4

I'm learning text classification using movie reviews as data with tensorflow, but I got stuck when I get an output prediction different (not rounded, not binary) to the label.

CODE

predict = model.predict([test_review])

print("Prediction: " + str(predict[0])) # [1.8203685e-19] 
print("Actual: " + str(test_labels[0])) # 0

The expected ouput should be:

Prediction: [0.]
Actual: 0

What the output is giving:

Prediction: [1.8203685e-19]
Actual: 0

The output prediction should be 0 or 1, representing if the review was good or not.

FULL CODE

import tensorflow as tf
from tensorflow import keras
import numpy as np

data = keras.datasets.imdb

(train_data, train_labels), (test_data, test_labels) = data.load_data(num_words = 10000)

word_index = data.get_word_index()
word_index = {k:(v + 3) for k, v in word_index.items()} 

word_index['<PAD>'] = 0
word_index['<START>'] = 1 
word_index['<UNK>'] = 2
word_index['<UNUSED>'] = 3

reverse_word_index = dict([(value, key) for (key, value) in word_index.items()])

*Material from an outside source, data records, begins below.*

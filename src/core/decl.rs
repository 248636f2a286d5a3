//! Contract of the structural source decoder.
//!
//! The decoder is an external collaborator: it parses host-language source
//! and hands back a tree of declaration dictionaries keyed by a fixed schema
//! (`kind`, `name`, `typename`, `offset`, `length`, `accessibility`,
//! `attributes`, `substructure`, `bodyOffset`). This module only models that
//! schema; the lexer consumes it together with the raw source text.

use serde::{Deserialize, Serialize};

#[derive(Debug, Clone, Copy, PartialEq, Eq, Serialize, Deserialize)]
pub enum DeclarationKind {
    #[serde(rename = "class")]
    Class,
    #[serde(rename = "struct")]
    Struct,
    #[serde(rename = "enum")]
    Enum,
    #[serde(rename = "extension")]
    Extension,
    #[serde(rename = "var.instance")]
    VarInstance,
    #[serde(rename = "argument")]
    Argument,
    #[serde(other)]
    Other,
}

impl DeclarationKind {
    /// Class and struct declarations can carry wiring; enums and extensions
    /// are opaque regions the parser balances over.
    pub fn is_injectable(self) -> bool {
        matches!(self, DeclarationKind::Class | DeclarationKind::Struct)
    }

    pub fn is_any_declaration(self) -> bool {
        matches!(self, DeclarationKind::Enum | DeclarationKind::Extension)
    }
}

#[derive(Debug, Clone, Copy, PartialEq, Eq, Serialize, Deserialize)]
pub enum AttributeKind {
    /// A property-wrapper custom attribute (`@Weaver(...)`).
    #[serde(rename = "custom")]
    Custom,
    #[serde(rename = "objc")]
    Objc,
    #[serde(other)]
    Other,
}

/// An attribute record: the kind plus the byte range of its text in the raw
/// source.
#[derive(Debug, Clone, PartialEq, Eq, Serialize, Deserialize)]
pub struct AttributeRecord {
    pub kind: AttributeKind,
    pub offset: usize,
    pub length: usize,
}

/// One declaration dictionary as delivered by the decoder.
#[derive(Debug, Clone, PartialEq, Serialize, Deserialize)]
pub struct Declaration {
    pub kind: DeclarationKind,

    #[serde(default)]
    pub name: Option<String>,

    /// Declared type of a variable declaration, verbatim.
    #[serde(default)]
    pub typename: Option<String>,

    pub offset: usize,
    pub length: usize,

    /// Raw accessibility string (e.g. `source.lang.swift.accessibility.public`).
    #[serde(default)]
    pub accessibility: Option<String>,

    #[serde(default)]
    pub attributes: Vec<AttributeRecord>,

    #[serde(default)]
    pub substructure: Vec<Declaration>,

    #[serde(default, rename = "bodyOffset")]
    pub body_offset: Option<usize>,
}

impl Declaration {
    /// Whether the declaration has a braced body. `End…` tokens are only
    /// emitted for declarations that do.
    pub fn has_body(&self) -> bool {
        self.body_offset.is_some()
    }
}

train_data = keras.preprocessing.sequence.pad_sequences(train_data, value = word_index['<PAD>'], padding = 'post', maxlen = 256)
test_data = keras.preprocessing.sequence.pad_sequences(test_data, value = word_index['<PAD>'], padding = 'post', maxlen = 256)

def decode_review(text):
    """ decode the training and testing data into readable words"""
    return ' '.join([reverse_word_index.get(i, '?') for i in text])

print("\n")
print(decode_review(test_data[0]))

model = keras.Sequential()
model.add(keras.layers.Embedding(10000, 16))
model.add(keras.layers.GlobalAveragePooling1D())
model.add(keras.layers.Dense(16, activation = 'relu'))
model.add(keras.layers.Dense(1, activation = 'sigmoid'))
model.summary()

model.compile(optimizer = 'adam', loss = 'binary_crossentropy', metrics = ['accuracy']) 

x_val = train_data[:10000]
x_train = train_data[10000:]

y_val = train_labels[:10000]
y_train = train_labels[10000:]

fitModel = model.fit(x_train, y_train, epochs = 40,
                     batch_size = 512, 
                     validation_data = (x_val, y_val),
                     verbose = 1)

results = model.evaluate(test_data, test_labels)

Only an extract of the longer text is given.